Given Langley's location, it would take quite an effort to district low-income students into the school without creating either a very strange boundary or an attendance island. On the other hand, others have argued that Langley should have been kept small, and that FCPS is doing the bidding of Great Falls residents in Western Fairfax by building an addition to Langley and continuing to send their students to Langley when schools like Herndon and South Lakes are much closer.
http://franklymls.com/DC7419916
assessed 365K. sells for 265K
Question for the class: I'm considering buying a property in DC. It's a foreclosure, it got foreclosed on while it was being "renovated" (rebuilt after a fire), and checking with the city, I discovered that the guy renovating didn't call the open wall inspections, he just started installing the interior.
What's the best way to approach the bank and say "this house is legally uninhabitable, and your price, while reasonable for what it appears to be, does not reflect the fact it'll need to be gutted, inspected, and rebuilt" without saying something that will screw up the mortgage process?
TBW, thanks for the links. The comments on Barras' article were interesting.
My prediction is that the future of DC housing will depend on Gray's performance not just with respect to schools (Rhee or no Rhee) but with respect to administrative efficiency, crime statistic improvement, etc. These matter to potential homebuyers too, and as long as there are near-alternatives such as Bethesda and Arlington, the DC can't let the gap get too big.
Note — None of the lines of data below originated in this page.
/// Run a "why" investigation on a flagged signal or cluster.
pub async fn run_why_investigation(
    trigger: InvestigationTrigger,
    deps: &Arc<ServerDeps>,
) -> Result<Option<Finding>> {
    let pool = deps.pool();
    let primary_signal_id = trigger.primary_signal_id();

    // 1. Claim the signal (atomic — if another worker got it, bail)
    let rows_affected = sqlx::query(
        "UPDATE signals SET investigation_status = 'in_progress' WHERE id = $1 AND investigation_status = 'pending'",
    )
    .bind(primary_signal_id)
    .execute(pool)
    .await?
    .rows_affected();

    if rows_affected == 0 {
        info!(signal_id = %primary_signal_id, "Signal already claimed by another worker");
        return Ok(None);
    }

    // Load the trigger signal for context
    let signal = crate::signals::Signal::find_by_id(primary_signal_id, pool).await?;

    // 2. Check for existing Finding match via embedding similarity
    let embed_text = format!("{} {}", signal.content, signal.about.as_deref().unwrap_or(""));
    if let Ok(raw_embedding) = deps.embedding_service.embed(&embed_text).await {
        let query_vec = Vector::from(raw_embedding);
        let similar = Embedding::search_similar(query_vec, "finding", 1, 0.15, pool).await?;
        if let Some(match_record) = similar.first() {
            // Existing Finding covers this signal — link and return
            Connection::create(
                "signal",
                primary_signal_id,
                "finding",
                match_record.embeddable_id,
                "evidence_of",
                Some(&signal.content),
                Some(0.7),
                pool,
            )
            .await?;
            sqlx::query("UPDATE signals SET investigation_status = 'linked' WHERE id = $1")
                .bind(primary_signal_id)
                .execute(pool)
                .await?;
            info!(
                signal_id = %primary_signal_id,
                finding_id = %match_record.embeddable_id,
                "Linked signal to existing finding"
            );
            return Ok(None);
        }
    }

    // 3. Create investigation record
    let investigation =
        Investigation::create("signal", primary_signal_id, &trigger.trigger_label(), pool).await?;
    Investigation::update_status(investigation.id, "running", pool).await?;

    info!(
        investigation_id = %investigation.id,
        signal_id = %primary_signal_id,
        "Starting why-investigation"
    );

    // 4. Build the agent with investigation tools
    let agent = (*deps.ai)
        .clone()
        .tool(FollowLinkTool::new(
            deps.ingestor.clone(),
            pool.clone(),
            investigation.id,
        ))
        .tool(FindingWebSearchTool::new(
            deps.web_searcher.clone(),
            pool.clone(),
            investigation.id,
        ))
        .tool(QuerySignalsTool::new(pool.clone(), investigation.id))
        .tool(QuerySocialTool::new(pool.clone(), investigation.id))
        .tool(QueryEntitiesTool::new(pool.clone(), investigation.id))
        .tool(QueryFindingsTool::new(pool.clone(), investigation.id))
        .tool(RecommendSourceTool::new(pool.clone(), investigation.id));

    // 5. Build the investigation prompt
    let mut context_parts = vec![format!(
        "Investigate this flagged signal:\n\nType: {}\nContent: {}\nAbout: {}",
        signal.signal_type,
        signal.content,
        signal.about.as_deref().unwrap_or("(not specified)")
    )];

    if let Some(ref reason) = sqlx::query_as::<_, (Option<String>,)>(
        "SELECT investigation_reason FROM signals WHERE id = $1",
    )
    .bind(primary_signal_id)
    .fetch_one(pool)
    .await?
    .0
    {
        context_parts.push(format!("Investigation reason: {}", reason));
    }

    if let Some(ref source_url) = signal.source_url {
        context_parts.push(format!("Source URL: {}", source_url));
    }

    context_parts.push(format!(
        "\nThe trigger signal ID is: {}\nUse this ID in your connections output.",
        primary_signal_id
    ));

    // For cluster triggers, add context about the cluster
    if let InvestigationTrigger::ClusterDetection {
        ref signal_ids,
        ref city,
    } = trigger
    {
        context_parts.push(format!(
            "\nThis was triggered by a cluster of {} signals in {}.",
            signal_ids.len(),
            city
        ));
    }

    let user_prompt = context_parts.join("\n");
    let system_prompt = deps.prompts.finding_investigation_prompt();

    // 6. Run the multi-turn agent
    let response = agent
        .prompt(&user_prompt)
        .preamble(system_prompt)
        .multi_turn(10)
        .send()
        .await;

    match response {
        Ok(text) => {
            // 7. Parse structured output
            let parsed = parse_investigation_output(&text);

            match parsed {
                Some(output) => {
                    // 8. Run adversarial validation (Phase 4)
                    let validation = super::validate::validate_finding(&output, &text, deps).await;
                    let rejected = validation
                        .as_ref()
                        .map(|v| v.rejected)
                        .unwrap_or(false);

                    if rejected {
                        let reasoning = validation
                            .as_ref()
                            .map(|v| v.reasoning.as_str())
                            .unwrap_or("validation rejected");
                        Investigation::complete(
                            investigation.id,
                            &format!("Rejected: {}", reasoning),
                            0.0,
                            pool,
                        )
                        .await?;
                        sqlx::query(
                            "UPDATE signals SET investigation_status = 'completed' WHERE id = $1",
                        )
                        .bind(primary_signal_id)
                        .execute(pool)
                        .await?;
                        info!(
                            investigation_id = %investigation.id,
                            "Investigation rejected by validation"
                        );
                        return Ok(None);
                    }

                    // 9. Dedup check before insert
                    let finding_embed_text =
                        format!("{} {}", output.title, output.summary);
                    let mut dedup_finding_id = None;
                    if let Ok(raw_emb) = deps.embedding_service.embed(&finding_embed_text).await {
                        let query_vec = Vector::from(raw_emb);
                        let similar =
                            Embedding::search_similar(query_vec, "finding", 1, 0.1, pool).await?;
                        if let Some(dup) = similar.first() {
                            dedup_finding_id = Some(dup.embeddable_id);
                        }
                    }

                    if let Some(existing_id) = dedup_finding_id {
                        // Near-duplicate — link instead of creating
                        Connection::create(
                            "signal",
                            primary_signal_id,
                            "finding",
                            existing_id,
                            "evidence_of",
                            Some(&signal.content),
                            Some(0.7),
                            pool,
                        )
                        .await?;
                        Investigation::complete(
                            investigation.id,
                            &format!("Linked to existing finding {}", existing_id),
                            0.7,
                            pool,
                        )
                        .await?;
                        sqlx::query(
                            "UPDATE signals SET investigation_status = 'linked' WHERE id = $1",
                        )
                        .bind(primary_signal_id)
                        .execute(pool)
                        .await?;
                        return Ok(Some(Finding::find_by_id(existing_id, pool).await?));
                    }

                    // 10. Create Finding + evidence + connections + embedding
                    let mut fingerprint_hasher = Sha256::new();
                    fingerprint_hasher.update(output.title.as_bytes());
                    fingerprint_hasher.update(output.summary.as_bytes());
                    let fingerprint = fingerprint_hasher.finalize().to_vec();

                    let finding = Finding::create(
                        &output.title,
                        &output.summary,
                        &fingerprint,
                        Some(investigation.id),
                        Some(primary_signal_id),
                        pool,
                    )
                    .await?;

                    // Set validation status
                    Finding::update_validation_status(finding.id, "validated", pool).await?;

                    // Create evidence records
                    for ev in &output.evidence {
                        FindingEvidence::create(
                            finding.id,
                            &ev.evidence_type,
                            &ev.quote,
                            ev.attribution.as_deref(),
                            ev.url.as_deref(),
                            None,
                            pool,
                        )
                        .await?;
                    }

                    // Create connections
                    for conn in &output.connections {
                        if let Ok(from_id) = conn.from_id.parse::<Uuid>() {
                            Connection::create(
                                &conn.from_type,
                                from_id,
                                "finding",
                                finding.id,
                                &conn.role,
                                conn.causal_quote.as_deref(),
                                conn.confidence,
                                pool,
                            )
                            .await?;
                        }
                    }

                    // Create parent finding connection if specified
                    if let Some(ref parent_id_str) = output.parent_finding_id {
                        if let Ok(parent_id) = parent_id_str.parse::<Uuid>() {
                            let role = output
                                .parent_connection_role
                                .as_deref()
                                .unwrap_or("driven_by");
                            Connection::create(
                                "finding",
                                finding.id,
                                "finding",
                                parent_id,
                                role,
                                output.parent_causal_quote.as_deref(),
                                Some(0.7),
                                pool,
                            )
                            .await?;
                        }
                    }

                    // Create embedding for the finding
                    if let Ok(raw_emb) = deps.embedding_service.embed(&finding_embed_text).await {
                        let vector = Vector::from(raw_emb);
                        let mut hash_hasher = Sha256::new();
                        hash_hasher.update(finding_embed_text.as_bytes());
                        let hash = hex::encode(hash_hasher.finalize());
                        let _ = Embedding::upsert(
                            "finding",
                            finding.id,
                            "en",
                            vector,
                            &hash,
                            pool,
                        )
                        .await;
                    }

                    // 11. Sweep related pending signals
                    sweep_related_signals(finding.id, &finding_embed_text, deps).await?;

                    // 12. Process source recommendations
                    process_source_recommendations(investigation.id, deps).await?;

                    // Mark investigation complete
                    Investigation::complete(investigation.id, &output.summary, 0.8, pool).await?;

                    // Mark original signal completed
                    sqlx::query(
                        "UPDATE signals SET investigation_status = 'completed' WHERE id = $1",
                    )
                    .bind(primary_signal_id)
                    .execute(pool)
                    .await?;

                    info!(
                        investigation_id = %investigation.id,
                        finding_id = %finding.id,
                        "Finding created"
                    );

                    Ok(Some(finding))
                }
                None => {
                    // Could not parse structured output
                    Investigation::complete(
                        investigation.id,
                        &format!("Unstructured response: {}", &text[..text.len().min(500)]),
                        0.3,
                        pool,
                    )
                    .await?;
                    sqlx::query(
                        "UPDATE signals SET investigation_status = 'completed' WHERE id = $1",
                    )
                    .bind(primary_signal_id)
                    .execute(pool)
                    .await?;
                    Ok(None)
                }
            }
        }
        Err(e) => {
            let error_msg = format!("Investigation failed: {}", e);
            Investigation::update_status(investigation.id, "failed", pool).await?;
            sqlx::query("UPDATE signals SET investigation_status = 'pending' WHERE id = $1")
                .bind(primary_signal_id)
                .execute(pool)
                .await?;
            Err(anyhow::anyhow!(error_msg))
        }
    }
}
The continued commuting nightmares obviously work to DC's advantage.
Also, per MM's links of several days ago, there has been a dramatic (IMHO) rise in the Wakefield SAT numbers, while the numbers for the other two Arlington high schools have stayed around the same or increased slightly. Anticipation of the development? Outmigration of ESOL families due to unemployment increase? Sheer chance? I don't know.
Dave, interesting question, but I don't have any knowledge to offer.
Ace,
That house on Peary was overpriced in 2008. I know the street. It is way overpriced. But that is the case with other homes in that neighborhood which started asking over $1M for a rambler and had to reduce their price below $1M and sat on the market for a long time. They are just delusional.
dc2,
Glad to hear you say that. As someone who doesn't know the street, it did seem the buyer overpaid at the time of the last sale, if HB is right that most of those improvements were done since the last purchase. And even if s/he did make them, I don't see $200+ worth of improvements, and the market has declined a bit since 2008.
All that said, I have to say that I have been wrong several times, especially with re-done ramblers, in thinking something was overpriced. I chalked that up to the fact that a lot of baby boomers with equity from another house but who are now looking for one level living (plus a finished walkout basement) don't have many choices in Arlington, so there's a supply demand imbalance. So it will be interesting to see if it goes the way of the other houses you have seen.
Ace,
At Wakefield Whites have good SAT scores 2 out of last 5 years, is that good enough for parents? Also they're the minority there.
White
2010
Reading Writing Math
Wakefiled 611 597 596
W-L 614 590 608
Yorktown 610 586 616
Arl 611 588 612
2009
582 537 567
616 586 610
611 589 606
610 582 603
2008
616 598 588
610 591 600
601 592 603
605 592 601
2007
563 548 566
611 599 597
606 593 605
602 589 597
2006
583 556 562
605 586 593
597 593 595
598 587 591
linky
MM, very interesting numbers. Thanks.